- PROBLEM TO WORK ON -
Check each line of the listing for the word "ScaffoldUnit" and give only the number of lines that have it.

- DATA PROVIDED -

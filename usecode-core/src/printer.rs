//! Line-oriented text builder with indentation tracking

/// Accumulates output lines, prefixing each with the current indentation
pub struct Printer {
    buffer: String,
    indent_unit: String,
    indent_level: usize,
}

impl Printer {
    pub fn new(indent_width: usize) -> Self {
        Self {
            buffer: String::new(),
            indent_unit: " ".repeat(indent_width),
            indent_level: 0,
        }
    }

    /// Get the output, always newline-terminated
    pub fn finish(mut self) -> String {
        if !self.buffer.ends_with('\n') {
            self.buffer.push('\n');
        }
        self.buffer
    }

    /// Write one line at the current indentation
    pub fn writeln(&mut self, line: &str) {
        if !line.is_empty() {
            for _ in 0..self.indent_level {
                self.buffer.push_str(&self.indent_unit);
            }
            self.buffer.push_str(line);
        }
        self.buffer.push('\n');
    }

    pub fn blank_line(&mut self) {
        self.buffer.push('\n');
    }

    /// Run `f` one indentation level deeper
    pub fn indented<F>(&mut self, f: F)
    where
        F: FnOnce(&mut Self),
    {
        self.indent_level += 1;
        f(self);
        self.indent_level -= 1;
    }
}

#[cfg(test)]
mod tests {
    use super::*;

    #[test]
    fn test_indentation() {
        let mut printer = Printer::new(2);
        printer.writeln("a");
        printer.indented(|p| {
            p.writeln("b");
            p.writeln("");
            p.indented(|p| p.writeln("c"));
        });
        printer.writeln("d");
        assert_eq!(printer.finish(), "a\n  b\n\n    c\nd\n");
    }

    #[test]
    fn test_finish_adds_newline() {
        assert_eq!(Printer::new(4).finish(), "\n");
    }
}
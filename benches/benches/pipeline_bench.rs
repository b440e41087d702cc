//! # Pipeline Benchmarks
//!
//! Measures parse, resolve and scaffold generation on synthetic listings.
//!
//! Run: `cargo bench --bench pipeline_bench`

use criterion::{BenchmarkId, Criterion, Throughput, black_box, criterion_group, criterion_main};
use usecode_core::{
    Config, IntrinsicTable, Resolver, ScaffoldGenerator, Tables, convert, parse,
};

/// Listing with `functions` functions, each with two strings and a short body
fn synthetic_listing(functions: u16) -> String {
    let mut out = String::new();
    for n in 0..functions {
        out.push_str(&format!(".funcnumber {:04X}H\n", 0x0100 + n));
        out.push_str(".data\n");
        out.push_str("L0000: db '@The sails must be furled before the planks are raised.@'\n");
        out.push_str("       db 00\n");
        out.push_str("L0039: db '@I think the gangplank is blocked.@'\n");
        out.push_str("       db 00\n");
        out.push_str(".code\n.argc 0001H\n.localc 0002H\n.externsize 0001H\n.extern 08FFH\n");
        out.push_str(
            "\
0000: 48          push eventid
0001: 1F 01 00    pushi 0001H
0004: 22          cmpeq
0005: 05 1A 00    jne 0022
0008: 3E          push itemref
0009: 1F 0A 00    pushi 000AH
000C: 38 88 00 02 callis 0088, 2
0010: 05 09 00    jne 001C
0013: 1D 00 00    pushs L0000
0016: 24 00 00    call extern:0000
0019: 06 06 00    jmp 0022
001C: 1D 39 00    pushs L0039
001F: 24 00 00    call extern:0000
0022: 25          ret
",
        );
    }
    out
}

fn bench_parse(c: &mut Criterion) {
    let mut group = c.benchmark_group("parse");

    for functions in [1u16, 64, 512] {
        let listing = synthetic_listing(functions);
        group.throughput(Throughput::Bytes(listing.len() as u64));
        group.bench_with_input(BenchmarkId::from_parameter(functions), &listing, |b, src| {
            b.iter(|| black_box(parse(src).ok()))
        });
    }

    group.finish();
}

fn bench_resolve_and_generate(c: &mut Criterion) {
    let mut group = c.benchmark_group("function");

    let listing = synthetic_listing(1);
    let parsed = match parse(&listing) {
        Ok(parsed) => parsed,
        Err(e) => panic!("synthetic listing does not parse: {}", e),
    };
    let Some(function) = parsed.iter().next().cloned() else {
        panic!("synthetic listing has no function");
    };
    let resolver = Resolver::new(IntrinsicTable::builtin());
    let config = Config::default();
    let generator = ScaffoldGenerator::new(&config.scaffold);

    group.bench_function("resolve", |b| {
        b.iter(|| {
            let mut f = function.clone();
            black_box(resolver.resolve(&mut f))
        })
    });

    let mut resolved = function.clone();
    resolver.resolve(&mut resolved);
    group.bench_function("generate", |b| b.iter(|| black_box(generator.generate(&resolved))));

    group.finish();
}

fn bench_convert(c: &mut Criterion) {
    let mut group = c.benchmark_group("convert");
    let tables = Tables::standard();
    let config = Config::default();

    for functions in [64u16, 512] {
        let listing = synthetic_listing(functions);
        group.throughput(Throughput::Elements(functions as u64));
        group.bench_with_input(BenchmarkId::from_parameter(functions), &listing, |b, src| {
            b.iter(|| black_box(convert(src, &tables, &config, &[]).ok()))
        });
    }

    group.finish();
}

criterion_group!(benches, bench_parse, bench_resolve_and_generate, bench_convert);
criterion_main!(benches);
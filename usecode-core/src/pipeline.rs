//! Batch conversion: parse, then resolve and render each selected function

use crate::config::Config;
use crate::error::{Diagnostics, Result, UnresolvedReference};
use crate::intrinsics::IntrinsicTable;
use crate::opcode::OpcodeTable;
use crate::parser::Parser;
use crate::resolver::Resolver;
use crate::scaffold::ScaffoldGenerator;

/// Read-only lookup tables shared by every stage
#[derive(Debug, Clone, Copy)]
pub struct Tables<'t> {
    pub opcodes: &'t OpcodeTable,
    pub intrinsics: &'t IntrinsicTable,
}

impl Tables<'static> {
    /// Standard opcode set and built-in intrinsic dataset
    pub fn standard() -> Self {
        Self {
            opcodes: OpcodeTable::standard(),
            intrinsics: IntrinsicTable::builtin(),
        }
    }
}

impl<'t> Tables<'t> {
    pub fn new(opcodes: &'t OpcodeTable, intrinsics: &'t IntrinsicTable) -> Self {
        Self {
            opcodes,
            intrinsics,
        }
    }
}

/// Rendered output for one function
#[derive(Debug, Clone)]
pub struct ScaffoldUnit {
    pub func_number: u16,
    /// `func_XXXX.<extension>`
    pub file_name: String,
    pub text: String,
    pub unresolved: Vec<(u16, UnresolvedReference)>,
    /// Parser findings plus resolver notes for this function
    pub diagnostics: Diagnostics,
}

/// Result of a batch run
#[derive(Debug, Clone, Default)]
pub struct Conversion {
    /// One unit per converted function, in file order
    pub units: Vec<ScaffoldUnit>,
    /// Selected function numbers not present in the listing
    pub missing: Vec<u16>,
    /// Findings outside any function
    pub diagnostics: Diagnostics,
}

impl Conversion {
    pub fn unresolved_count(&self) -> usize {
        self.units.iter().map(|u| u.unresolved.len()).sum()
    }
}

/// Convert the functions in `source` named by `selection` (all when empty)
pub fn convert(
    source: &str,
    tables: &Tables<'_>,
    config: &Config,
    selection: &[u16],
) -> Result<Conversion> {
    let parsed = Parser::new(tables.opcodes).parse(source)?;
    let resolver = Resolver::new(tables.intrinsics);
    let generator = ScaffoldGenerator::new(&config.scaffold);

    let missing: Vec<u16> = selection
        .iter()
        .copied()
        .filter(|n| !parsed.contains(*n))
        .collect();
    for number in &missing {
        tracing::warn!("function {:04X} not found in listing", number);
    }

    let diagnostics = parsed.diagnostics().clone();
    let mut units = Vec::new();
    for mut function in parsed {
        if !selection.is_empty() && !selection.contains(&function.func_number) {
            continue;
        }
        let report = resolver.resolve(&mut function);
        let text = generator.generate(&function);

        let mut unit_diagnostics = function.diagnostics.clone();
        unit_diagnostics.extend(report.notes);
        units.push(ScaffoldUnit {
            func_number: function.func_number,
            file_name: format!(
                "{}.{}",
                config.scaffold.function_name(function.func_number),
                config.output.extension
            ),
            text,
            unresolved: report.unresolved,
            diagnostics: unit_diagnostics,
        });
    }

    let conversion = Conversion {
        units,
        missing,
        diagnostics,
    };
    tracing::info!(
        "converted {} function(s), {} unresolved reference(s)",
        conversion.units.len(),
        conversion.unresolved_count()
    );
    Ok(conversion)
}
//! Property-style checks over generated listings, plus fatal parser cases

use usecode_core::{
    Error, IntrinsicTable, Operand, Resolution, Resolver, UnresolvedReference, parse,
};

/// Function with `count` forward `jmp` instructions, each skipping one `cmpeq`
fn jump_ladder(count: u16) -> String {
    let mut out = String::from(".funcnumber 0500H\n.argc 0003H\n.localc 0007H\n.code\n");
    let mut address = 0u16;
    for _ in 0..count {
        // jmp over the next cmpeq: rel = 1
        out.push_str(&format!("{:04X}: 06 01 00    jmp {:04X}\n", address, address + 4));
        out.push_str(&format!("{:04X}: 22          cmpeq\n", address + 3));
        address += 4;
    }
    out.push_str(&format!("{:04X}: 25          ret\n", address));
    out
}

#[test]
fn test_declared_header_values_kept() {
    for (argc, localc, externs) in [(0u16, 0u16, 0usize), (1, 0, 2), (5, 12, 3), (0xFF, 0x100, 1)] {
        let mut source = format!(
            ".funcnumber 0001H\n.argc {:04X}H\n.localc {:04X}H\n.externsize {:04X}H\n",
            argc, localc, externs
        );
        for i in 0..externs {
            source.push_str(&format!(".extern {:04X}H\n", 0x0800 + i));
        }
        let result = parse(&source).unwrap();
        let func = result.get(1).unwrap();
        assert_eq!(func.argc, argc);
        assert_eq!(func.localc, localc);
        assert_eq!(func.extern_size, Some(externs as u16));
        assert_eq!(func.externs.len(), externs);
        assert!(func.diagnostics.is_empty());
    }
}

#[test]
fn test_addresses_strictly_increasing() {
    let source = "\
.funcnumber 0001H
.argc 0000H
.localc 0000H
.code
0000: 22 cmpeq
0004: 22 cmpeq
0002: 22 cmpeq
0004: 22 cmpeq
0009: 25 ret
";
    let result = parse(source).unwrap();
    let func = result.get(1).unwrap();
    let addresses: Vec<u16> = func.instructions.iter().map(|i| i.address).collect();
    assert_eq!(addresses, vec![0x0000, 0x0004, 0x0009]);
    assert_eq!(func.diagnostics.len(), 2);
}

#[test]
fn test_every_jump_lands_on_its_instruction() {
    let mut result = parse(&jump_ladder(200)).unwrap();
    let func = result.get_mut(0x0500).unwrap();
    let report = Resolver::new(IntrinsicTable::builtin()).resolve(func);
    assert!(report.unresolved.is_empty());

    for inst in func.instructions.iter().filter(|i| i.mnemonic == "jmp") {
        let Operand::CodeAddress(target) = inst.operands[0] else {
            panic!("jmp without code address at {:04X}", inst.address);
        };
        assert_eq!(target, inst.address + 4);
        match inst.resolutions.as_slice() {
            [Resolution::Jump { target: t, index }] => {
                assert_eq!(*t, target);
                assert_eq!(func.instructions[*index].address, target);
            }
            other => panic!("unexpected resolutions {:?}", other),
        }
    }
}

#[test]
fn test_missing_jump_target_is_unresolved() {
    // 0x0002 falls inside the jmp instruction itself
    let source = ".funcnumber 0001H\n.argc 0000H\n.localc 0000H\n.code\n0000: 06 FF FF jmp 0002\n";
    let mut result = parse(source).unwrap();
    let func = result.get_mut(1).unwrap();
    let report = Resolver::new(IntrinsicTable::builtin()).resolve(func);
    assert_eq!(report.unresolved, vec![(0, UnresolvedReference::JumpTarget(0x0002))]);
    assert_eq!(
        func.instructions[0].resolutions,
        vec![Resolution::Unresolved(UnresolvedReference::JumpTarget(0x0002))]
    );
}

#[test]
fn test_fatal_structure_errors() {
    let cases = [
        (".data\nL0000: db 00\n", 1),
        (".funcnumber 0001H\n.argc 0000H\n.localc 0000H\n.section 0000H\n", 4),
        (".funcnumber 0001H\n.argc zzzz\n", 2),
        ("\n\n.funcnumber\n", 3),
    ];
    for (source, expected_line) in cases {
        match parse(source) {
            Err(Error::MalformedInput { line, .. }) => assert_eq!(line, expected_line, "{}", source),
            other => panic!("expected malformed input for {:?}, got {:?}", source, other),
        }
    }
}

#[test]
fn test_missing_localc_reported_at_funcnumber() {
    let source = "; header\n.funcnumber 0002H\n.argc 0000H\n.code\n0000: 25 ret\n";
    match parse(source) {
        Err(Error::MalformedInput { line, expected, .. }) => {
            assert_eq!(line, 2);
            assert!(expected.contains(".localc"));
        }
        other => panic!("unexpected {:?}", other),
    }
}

- TASK OUTPUT -
3